The police officer asked them to relocate just a short distance so that they were no longer blocking the footpath, they could continue to preach but please allow people to go about their business. They refused.
After many attempts he had no choice but to arrest them.
I do not believe these men were rendering to Caesar the things that are Caesar’s.
There was no issue of restriction on their freedom of religion, just a simple request to show some good manners and common decency towards others.
Nor were they rendering to God the things that are God’s. They were causing offence to the Gospel of Christ.
But consider the situation in Acts 4:1-4 when Peter and John were preaching to a crowd who had gathered because they had witnessed the miracle of the man born lame being healed.
Acts 4:1–4 NLT
While Peter and John were speaking to the people, they were confronted by the priests, the captain of the Temple guard, and some of the Sadducees. These leaders were very disturbed that Peter and John were teaching the people that through Jesus there is a resurrection of the dead. They arrested them and, since it was already evening, put them in jail until morning. But many of the people who heard their message believed it, so the number of men who believed now totaled about 5,000.
Let’s pick the story up again in verse 16.
Acts 4:16-21
Acts 4:16–21 NLT
“What should we do with these men?” they asked each other. “We can’t deny that they have performed a miraculous sign, and everybody in Jerusalem knows about it. But to keep them from spreading their propaganda any further, we must warn them not to speak to anyone in Jesus’ name again.” So they called the apostles back in and commanded them never again to speak or teach in the name of Jesus. But Peter and John replied, “Do you think God wants us to obey you rather than him? We cannot stop telling about everything we have seen and heard.” The council then threatened them further, but they finally let them go because they didn’t know how to punish them without starting a riot. For everyone was praising God
We know from other passages of Scripture that for the Apostles preaching the Gospel often came with great cost, even martyrdom.
But they preached it anyway, you see the Gospel does cause offence, people do not like hearing that they fall short of God’s standard.

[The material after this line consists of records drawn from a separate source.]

//! Instance construction: one sheet per call site of a schematic.
//!
//! Components and pins are copied 1:1 from the blueprint; the
//! per-sheet local nets are assembled directly from the blueprint
//! nets, so connectivity never has to be recomputed per instance.

use super::*;

impl Netlist {
    /// Create a sheet instance of a schematic.  `instantiating` is
    /// the composite component being expanded, `None` for top-level
    /// sheets.
    pub(crate) fn instantiate_sheet(
        &mut self, schematic: SchematicId, instantiating: Option<CompId>
    ) -> SheetId {
        let sheet_id = SheetId(self.sheets.len());
        self.sheets.push(Sheet {
            blueprint: schematic,
            instantiating_component: instantiating,
            components: Vec::new(),
            components_by_blueprint: HashMap::new(),
            local_nets: Vec::new(),
        });
        if let Some(comp) = instantiating {
            self.comp_arena[comp.0].subsheets.push(sheet_id);
        }

        for bcid in self.schematics[schematic.0].components.clone() {
            let comp_id = CompId(self.comp_arena.len());
            let mut cpins = Vec::new();
            let mut cpins_by_number = HashMap::new();
            let mut cpins_by_blueprint = HashMap::new();
            for bpid in self[bcid].pins.clone() {
                let cpin_id = CPinId(self.cpin_arena.len());
                self.cpin_arena.push(CPin {
                    component: comp_id,
                    blueprint: bpid,
                    // reassigned when the local nets are built below
                    local_net: LocalNetId(usize::MAX),
                });
                cpins.push(cpin_id);
                cpins_by_blueprint.insert(bpid, cpin_id);
                if let Some(number) = self[bpid].number.clone() {
                    cpins_by_number.entry(number).or_insert(cpin_id);
                }
            }
            self.comp_arena.push(Component {
                sheet: sheet_id,
                blueprint: bcid,
                cpins,
                cpins_by_number,
                cpins_by_blueprint,
                subsheets: Vec::new(),
                refdes: None,
            });
            self.sheets[sheet_id.0].components.push(comp_id);
            self.sheets[sheet_id.0].components_by_blueprint
                .insert(bcid, comp_id);
        }

        // one local net per blueprint net
        for bnid in self.schematics[schematic.0].nets.clone() {
            let ln_id = LocalNetId(self.localnet_arena.len());
            let mut cpins = Vec::new();
            for bpid in self[bnid].pins.clone() {
                let comp = self.sheets[sheet_id.0]
                    .components_by_blueprint[&self[bpid].component];
                let cpin = self[comp].cpins_by_blueprint[&bpid];
                self.cpin_arena[cpin.0].local_net = ln_id;
                cpins.push(cpin);
            }
            self.localnet_arena.push(LocalNet {
                sheet: sheet_id,
                blueprint: bnid,
                cpins,
                net: None,
            });
            self.sheets[sheet_id.0].local_nets.push(ln_id);
        }

        sheet_id
    }

    /// Depth-first expansion of composite components into subsheets.
    pub(crate) fn traverse_sheet(&mut self, sheet: SheetId) {
        for comp in self.sheets[sheet.0].components.clone() {
            for sub in self[self[comp].blueprint]
                .composite_sources.clone()
            {
                let subsheet = self.instantiate_sheet(sub, Some(comp));
                self.traverse_sheet(subsheet);
            }
        }
    }

    /// List the components in hierarchy order: a sheet's components,
    /// each immediately followed by its subsheets' components.
    pub(crate) fn collect_components(&mut self, sheet: SheetId) {
        for comp in self.sheets[sheet.0].components.clone() {
            self.components.push(comp);
            for sub in self[comp].subsheets.clone() {
                self.collect_components(sub);
            }
        }
    }
}
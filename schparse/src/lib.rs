//! A parser for legacy schematic and symbol files.
//!
//! # Usage
//!
//! Pass a `&str` or a path to one of the parse entry points.  Example:
//! ```
//! use schparse::Revision;
//!
//! let _parsed = Revision::parse_str(r#"v 20201216 2
//! N 100 100 500 100 4
//! {
//! T 200 150 5 10 1 1 0 0 1
//! netname=VCC
//! }
//! "#).expect("parse error");
//! ```
//!
//! The parsed [Revision] keeps every numeric field of every record so
//! that a file can be written back in canonical form (see the
//! [std::fmt::Display] impl and [write_xml]).

use compact_str::CompactString;

mod format;
pub use format::{FileFormat, UnknownFormatError, guess_format};

/// All content of one schematic or symbol file, in file order.
#[derive(Debug, Clone)]
pub struct Revision {
    /// Release version from the `v` record.
    pub version: i32,
    /// File format version from the `v` record.
    pub fileformat: i32,
    /// Top-level objects in file order.
    pub objects: Vec<Object>,
}

/// A primitive object together with its attached attribute texts.
#[derive(Debug, Clone)]
pub struct Object {
    pub data: ObData,
    /// Attached children (text objects enclosed in `{` ... `}`).
    pub attached: Vec<Object>,
}

/// The per-kind payload of an [Object].
///
/// Field order follows the order of the fields in the legacy text
/// records, so the writers can emit them positionally.
#[derive(Debug, Clone, PartialEq, Eq)]
pub enum ObData {
    Line(LineData),
    Box_(BoxData),
    Circle(CircleData),
    Arc(ArcData),
    Text(TextData),
    Net(NetData),
    Bus(BusData),
    Pin(PinData),
    Component(ComponentData),
    Path(PathData),
}

#[derive(Debug, Clone, PartialEq, Eq)]
pub struct LineData {
    pub x1: i32, pub y1: i32, pub x2: i32, pub y2: i32,
    pub color: i32,
    pub width: i32, pub capstyle: i32,
    pub dashstyle: i32, pub dashlength: i32, pub dashspace: i32,
}

#[derive(Debug, Clone, PartialEq, Eq)]
pub struct BoxData {
    pub x: i32, pub y: i32, pub width: i32, pub height: i32,
    pub color: i32,
    pub linewidth: i32, pub capstyle: i32,
    pub dashstyle: i32, pub dashlength: i32, pub dashspace: i32,
    pub filltype: i32, pub fillwidth: i32,
    pub angle1: i32, pub pitch1: i32, pub angle2: i32, pub pitch2: i32,
}

#[derive(Debug, Clone, PartialEq, Eq)]
pub struct CircleData {
    pub x: i32, pub y: i32, pub radius: i32,
    pub color: i32,
    pub linewidth: i32, pub capstyle: i32,
    pub dashstyle: i32, pub dashlength: i32, pub dashspace: i32,
    pub filltype: i32, pub fillwidth: i32,
    pub angle1: i32, pub pitch1: i32, pub angle2: i32, pub pitch2: i32,
}

#[derive(Debug, Clone, PartialEq, Eq)]
pub struct ArcData {
    pub x: i32, pub y: i32, pub radius: i32,
    pub startangle: i32, pub sweepangle: i32,
    pub color: i32,
    pub linewidth: i32, pub capstyle: i32,
    pub dashstyle: i32, pub dashlength: i32, pub dashspace: i32,
}

#[derive(Debug, Clone, PartialEq, Eq)]
pub struct TextData {
    pub x: i32, pub y: i32,
    pub color: i32, pub size: i32,
    pub visibility: i32, pub show_name_value: i32,
    pub angle: i32, pub alignment: i32,
    /// The text lines (the record's `num_lines` is derived from this).
    pub content: Vec<CompactString>,
}

#[derive(Debug, Clone, PartialEq, Eq)]
pub struct NetData {
    pub x1: i32, pub y1: i32, pub x2: i32, pub y2: i32,
    pub color: i32,
}

#[derive(Debug, Clone, PartialEq, Eq)]
pub struct BusData {
    pub x1: i32, pub y1: i32, pub x2: i32, pub y2: i32,
    pub color: i32,
    pub ripperdir: i32,
}

#[derive(Debug, Clone, PartialEq, Eq)]
pub struct PinData {
    pub x1: i32, pub y1: i32, pub x2: i32, pub y2: i32,
    pub color: i32,
    /// 0 = normal pin, 1 = bus pin.
    pub pintype: i32,
    /// Which endpoint is the active connection point: 0 = first, 1 = second.
    pub whichend: i32,
}

#[derive(Debug, Clone, PartialEq, Eq)]
pub struct ComponentData {
    pub x: i32, pub y: i32,
    pub selectable: i32,
    pub angle: i32, pub mirror: i32,
    /// Symbol basename, e.g. `resistor-1.sym`.
    pub basename: CompactString,
}

#[derive(Debug, Clone, PartialEq, Eq)]
pub struct PathData {
    pub color: i32,
    pub linewidth: i32, pub capstyle: i32,
    pub dashstyle: i32, pub dashlength: i32, pub dashspace: i32,
    pub filltype: i32, pub fillwidth: i32,
    pub angle1: i32, pub pitch1: i32, pub angle2: i32, pub pitch2: i32,
    /// Raw path description lines.
    pub path: Vec<CompactString>,
}

/// Raised by [parse_attribute] for text that is not `name=value`.
#[derive(Debug, Clone, PartialEq, Eq)]
pub struct MalformedAttribute(pub CompactString);

impl std::fmt::Display for MalformedAttribute {
    fn fmt(&self, f: &mut std::fmt::Formatter) -> std::fmt::Result {
        write!(f, "malformed attribute `{}'", self.0)
    }
}

/// Split an attribute string of the form `name=value`.
///
/// The name must be non-empty and must not contain whitespace or `=`.
/// The value may be empty.
pub fn parse_attribute(s: &str) -> Result<(&str, &str), MalformedAttribute> {
    let eq = match s.find('=') {
        Some(i) if i > 0 => i,
        _ => return Err(MalformedAttribute(s.into()))
    };
    let (name, value) = (&s[..eq], &s[eq + 1..]);
    if name.chars().any(|c| c.is_whitespace()) {
        return Err(MalformedAttribute(s.into()))
    }
    Ok((name, value))
}

impl Object {
    /// If this object is a text object whose content parses as
    /// `name=value`, return the pair.  Multi-line values are joined
    /// with newlines.
    pub fn attribute(&self) -> Option<(CompactString, CompactString)> {
        let text = match &self.data {
            ObData::Text(t) => t,
            _ => return None
        };
        let joined = itertools::Itertools::join(
            &mut text.content.iter(), "\n");
        match parse_attribute(&joined) {
            Ok((name, value)) => Some((name.into(), value.into())),
            Err(_) => None
        }
    }

    /// Values of all attached attributes named `name`, in file order.
    pub fn attached_values<'i>(&'i self, name: &'i str)
                               -> impl Iterator<Item = CompactString> + 'i
    {
        self.attached.iter()
            .filter_map(move |ob| match ob.attribute() {
                Some((n, v)) if n == name => Some(v),
                _ => None
            })
    }
}

impl Revision {
    /// Values of all floating attributes named `name`: text objects
    /// not attached to any other object.
    pub fn floating_values<'i>(&'i self, name: &'i str)
                               -> impl Iterator<Item = CompactString> + 'i
    {
        self.objects.iter()
            .filter_map(move |ob| match ob.attribute() {
                Some((n, v)) if n == name => Some(v),
                _ => None
            })
    }
}

mod plainnom;

/// A read failure: I/O, format detection, or parse level.
#[derive(Debug)]
pub enum ReadError {
    Io(std::io::Error),
    UnknownFormat(UnknownFormatError),
    /// Parse-level malformation; the string carries position context.
    Parse(String),
}

impl std::fmt::Display for ReadError {
    fn fmt(&self, f: &mut std::fmt::Formatter) -> std::fmt::Result {
        match self {
            ReadError::Io(e) => write!(f, "{}", e),
            ReadError::UnknownFormat(e) => write!(f, "{}", e),
            ReadError::Parse(e) => write!(f, "{}", e),
        }
    }
}

impl From<std::io::Error> for ReadError {
    fn from(e: std::io::Error) -> ReadError { ReadError::Io(e) }
}

impl From<UnknownFormatError> for ReadError {
    fn from(e: UnknownFormatError) -> ReadError { ReadError::UnknownFormat(e) }
}

impl Revision {
    /// Parses a string in the legacy text format.
    #[inline]
    pub fn parse_str(s: &str) -> Result<Revision, String> {
        Ok(plainnom::parse_revision(s.as_bytes())?)
    }

    /// Parses a u8 slice in the legacy text format.
    #[inline]
    pub fn parse_u8slice(s: &[u8]) -> Result<Revision, String> {
        Ok(plainnom::parse_revision(s)?)
    }

    /// Reads a schematic or symbol file, guessing the format from the
    /// file name extension.
    pub fn read(path: impl AsRef<std::path::Path>) -> Result<Revision, ReadError> {
        let format = guess_format(path.as_ref())?;
        Revision::read_format(path, format)
    }

    /// Reads a schematic or symbol file in an explicitly given format.
    pub fn read_format(
        path: impl AsRef<std::path::Path>, format: FileFormat
    ) -> Result<Revision, ReadError> {
        let bytes = std::fs::read(&path)?;
        match format {
            FileFormat::Sch | FileFormat::Sym =>
                Revision::parse_u8slice(&bytes).map_err(ReadError::Parse),
            FileFormat::SchXml | FileFormat::SymXml =>
                xml::parse_xml(&bytes).map_err(ReadError::Parse),
        }
    }
}

mod fmt;

pub mod xml;
pub use xml::write_xml;

#[test]
fn test_parse_attribute() {
    assert_eq!(parse_attribute("refdes=R1"), Ok(("refdes", "R1")));
    assert_eq!(parse_attribute("net=GND:7"), Ok(("net", "GND:7")));
    assert_eq!(parse_attribute("value="), Ok(("value", "")));
    assert!(parse_attribute("plain text").is_err());
    assert!(parse_attribute("=value").is_err());
    assert!(parse_attribute("bad name=value").is_err());
}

People get angry when they perceive in the message of the Gospel the challenge to live right before God.
People also get offended when they hear that they can not be good enough or work hard enough to get to heaven. They want to do it on their own efforts. But you can’t that is why we need Christ.
It isn’t about self righteousness, it isn’t about being free to ignore God and do what you want.
It is about our need to bow before Christ’s Lordship with a repentant attitude and morally pure actions. Quite simply we are all in need of God’s Grace.
But when it comes to preaching the Gospel there is a big difference between being offensive and when you get arrested claiming that your religious liberties are being denied, as the very rude individuals on the main street of that town did; and preaching the Gospel of Christ and suffering as a result.
The Apostles preached the Gospel, some chose to take offence and demanded that they stop, but the Apostles preached the Gospel because they were rendering to God the things that are God’s and they understood that in this case Caesar had no right to stop them.
But they knew there was a cost and they were willing to pay it.
Encyclopedia of 7700 Illustrations 1787 Epigram on Freedom

Those who give up essential liberty to purchase a little temporary safety deserve neither liberty nor safety.

—Benjamin Franklin

Let’s never confuse freedom of religion with freedom to be rude and obnoxious.
Let’s also realize that while Caesar has no right whatsoever to compel people to believe or not believe any particular thing there are limits within the church of Christ.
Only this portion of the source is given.